**What is needed:** Could you copy out all of the entries exactly?
--- START ---
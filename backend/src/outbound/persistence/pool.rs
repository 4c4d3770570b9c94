//! Async connection pool for Diesel PostgreSQL connections.
//!
//! Wraps `diesel-async` and `bb8`; checkout is non-blocking and respects
//! the configured timeout.

use std::time::Duration;

use diesel_async::pooled_connection::bb8::{Pool, PooledConnection};
use diesel_async::pooled_connection::AsyncDieselConnectionManager;
use diesel_async::AsyncPgConnection;

use crate::domain::ports::StoreError;

/// Pool construction and checkout failures.
#[derive(Debug, Clone, PartialEq, Eq, thiserror::Error)]
pub enum PoolError {
    /// A connection could not be checked out in time.
    #[error("failed to get connection from pool: {message}")]
    Checkout {
        /// Underlying bb8 detail.
        message: String,
    },
    /// The pool itself could not be built.
    #[error("failed to build connection pool: {message}")]
    Build {
        /// Underlying bb8 detail.
        message: String,
    },
}

impl From<PoolError> for StoreError {
    fn from(err: PoolError) -> Self {
        Self::connection(err.to_string())
    }
}

/// Pool sizing and timeout configuration.
#[derive(Debug, Clone)]
pub struct PoolConfig {
    database_url: String,
    max_size: u32,
    connection_timeout: Duration,
}

impl PoolConfig {
    /// Defaults: 10 connections, 30 second checkout timeout.
    pub fn new(database_url: impl Into<String>) -> Self {
        Self {
            database_url: database_url.into(),
            max_size: 10,
            connection_timeout: Duration::from_secs(30),
        }
    }

    /// Cap the number of pooled connections.
    #[must_use]
    pub fn with_max_size(mut self, max_size: u32) -> Self {
        self.max_size = max_size;
        self
    }

    /// Set the checkout timeout.
    #[must_use]
    pub fn with_connection_timeout(mut self, timeout: Duration) -> Self {
        self.connection_timeout = timeout;
        self
    }

    /// The configured database URL.
    #[must_use]
    pub fn database_url(&self) -> &str {
        &self.database_url
    }
}

/// Shared async PostgreSQL pool.
#[derive(Clone)]
pub struct DbPool {
    inner: Pool<AsyncPgConnection>,
}

impl DbPool {
    /// Build the pool.
    ///
    /// # Errors
    ///
    /// [`PoolError::Build`] when the pool cannot be constructed.
    pub async fn new(config: PoolConfig) -> Result<Self, PoolError> {
        let manager = AsyncDieselConnectionManager::<AsyncPgConnection>::new(&config.database_url);
        let pool = Pool::builder()
            .max_size(config.max_size)
            .connection_timeout(config.connection_timeout)
            .build(manager)
            .await
            .map_err(|err| PoolError::Build {
                message: err.to_string(),
            })?;
        Ok(Self { inner: pool })
    }

    /// Check out a connection.
    ///
    /// # Errors
    ///
    /// [`PoolError::Checkout`] when no connection is available in time.
    pub async fn get(&self) -> Result<PooledConnection<'_, AsyncPgConnection>, PoolError> {
        self.inner.get().await.map_err(|err| PoolError::Checkout {
            message: err.to_string(),
        })
    }
}
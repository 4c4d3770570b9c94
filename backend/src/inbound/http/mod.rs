//! HTTP inbound adapter exposing the REST endpoints.

pub mod account;
pub mod auth;
pub mod bootcamps;
pub mod courses;
pub mod error;
pub mod respond;
pub mod reviews;
pub mod state;
#[cfg(test)]
pub mod test_utils;
pub mod users;

pub use error::ApiResult;

use actix_web::web;

/// Register every REST route under `/api/v1`.
///
/// Used by both the server and the handler tests so the two cannot drift.
pub fn configure_api(cfg: &mut web::ServiceConfig) {
    cfg.service(
        web::scope("/api/v1")
            .service(account::register)
            .service(account::login)
            .service(account::logout)
            .service(account::current_user)
            .service(account::update_details)
            .service(account::update_password)
            .service(account::forgot_password)
            .service(account::reset_password)
            .service(bootcamps::bootcamps_in_radius)
            .service(bootcamps::list_bootcamps)
            .service(bootcamps::get_bootcamp)
            .service(bootcamps::create_bootcamp)
            .service(bootcamps::update_bootcamp)
            .service(bootcamps::delete_bootcamp)
            .service(bootcamps::upload_bootcamp_photo)
            .service(courses::list_bootcamp_courses)
            .service(courses::create_course)
            .service(courses::list_courses)
            .service(courses::get_course)
            .service(courses::update_course)
            .service(courses::delete_course)
            .service(reviews::list_bootcamp_reviews)
            .service(reviews::create_review)
            .service(reviews::list_reviews)
            .service(reviews::get_review)
            .service(reviews::update_review)
            .service(reviews::delete_review)
            .service(users::list_users)
            .service(users::get_user)
            .service(users::create_user)
            .service(users::update_user)
            .service(users::delete_user),
    );
}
--- END ---
**Task output:**
filename backend/src/outbound/persistence/pool.rs
repository 4c4d3770570b9c94
//! Async connection pool for Diesel PostgreSQL connections.
//!
//! Wraps `diesel-async` and `bb8`; checkout is non-blocking and respects
//! the configured timeout.

use std::time::Duration;

use diesel_async::pooled_connection::bb8::{Pool, PooledConnection};
use diesel_async::pooled_connection::AsyncDieselConnectionManager;
use diesel_async::AsyncPgConnection;

use crate::domain::ports::StoreError;

/// Pool construction and checkout failures.
#[derive(Debug, Clone, PartialEq, Eq, thiserror::Error)]
pub enum PoolError {
    /// A connection could not be checked out in time.
    #[error("failed to get connection from pool: {message}")]
    Checkout {
        /// Underlying bb8 detail.
        message: String,
    },
    /// The pool itself could not be built.
    #[error("failed to build connection pool: {message}")]
    Build {
        /// Underlying bb8 detail.
        message: String,
    },
}

impl From<PoolError> for StoreError {
    fn from(err: PoolError) -> Self {
        Self::connection(err.to_string())
    }
}

/// Pool sizing and timeout configuration.
#[derive(Debug, Clone)]
pub struct PoolConfig {
    database_url: String,
    max_size: u32,
    connection_timeout: Duration,
}

impl PoolConfig {
    /// Defaults: 10 connections, 30 second checkout timeout.
    pub fn new(database_url: impl Into<String>) -> Self {
        Self {
            database_url: database_url.into(),
            max_size: 10,
            connection_timeout: Duration::from_secs(30),
        }
    }

    /// Cap the number of pooled connections.
    #[must_use]
    pub fn with_max_size(mut self, max_size: u32) -> Self {
        self.max_size = max_size;
        self
    }

    /// Set the checkout timeout.
    #[must_use]
    pub fn with_connection_timeout(mut self, timeout: Duration) -> Self {
        self.connection_timeout = timeout;
        self
    }

    /// The configured database URL.
    #[must_use]
    pub fn database_url(&self) -> &str {
        &self.database_url
    }
}

/// Shared async PostgreSQL pool.
#[derive(Clone)]
pub struct DbPool {
    inner: Pool<AsyncPgConnection>,
}

impl DbPool {
    /// Build the pool.
    ///
    /// # Errors
    ///
    /// [`PoolError::Build`] when the pool cannot be constructed.
    pub async fn new(config: PoolConfig) -> Result<Self, PoolError> {
        let manager = AsyncDieselConnectionManager::<AsyncPgConnection>::new(&config.database_url);
        let pool = Pool::builder()
            .max_size(config.max_size)
            .connection_timeout(config.connection_timeout)
            .build(manager)
            .await
            .map_err(|err| PoolError::Build {
                message: err.to_string(),
            })?;
        Ok(Self { inner: pool })
    }

    /// Check out a connection.
    ///
    /// # Errors
    ///
    /// [`PoolError::Checkout`] when no connection is available in time.
    pub async fn get(&self) -> Result<PooledConnection<'_, AsyncPgConnection>, PoolError> {
        self.inner.get().await.map_err(|err| PoolError::Checkout {
            message: err.to_string(),
        })
    }
}
repository 4c4d3770570b9c94
filename backend/src/inbound/http/mod.rs
//! HTTP inbound adapter exposing the REST endpoints.

pub mod account;
pub mod auth;
pub mod bootcamps;
pub mod courses;
pub mod error;
pub mod respond;
pub mod reviews;
pub mod state;
#[cfg(test)]
pub mod test_utils;
pub mod users;

pub use error::ApiResult;

use actix_web::web;

/// Register every REST route under `/api/v1`.
///
/// Used by both the server and the handler tests so the two cannot drift.
pub fn configure_api(cfg: &mut web::ServiceConfig) {
    cfg.service(
        web::scope("/api/v1")
            .service(account::register)
            .service(account::login)
            .service(account::logout)
            .service(account::current_user)
            .service(account::update_details)
            .service(account::update_password)
            .service(account::forgot_password)
            .service(account::reset_password)
            .service(bootcamps::bootcamps_in_radius)
            .service(bootcamps::list_bootcamps)
            .service(bootcamps::get_bootcamp)
            .service(bootcamps::create_bootcamp)
            .service(bootcamps::update_bootcamp)
            .service(bootcamps::delete_bootcamp)
            .service(bootcamps::upload_bootcamp_photo)
            .service(courses::list_bootcamp_courses)
            .service(courses::create_course)
            .service(courses::list_courses)
            .service(courses::get_course)
            .service(courses::update_course)
            .service(courses::delete_course)
            .service(reviews::list_bootcamp_reviews)
            .service(reviews::create_review)
            .service(reviews::list_reviews)
            .service(reviews::get_review)
            .service(reviews::update_review)
            .service(reviews::delete_review)
            .service(users::list_users)
            .service(users::get_user)
            .service(users::create_user)
            .service(users::update_user)
            .service(users::delete_user),
    );
}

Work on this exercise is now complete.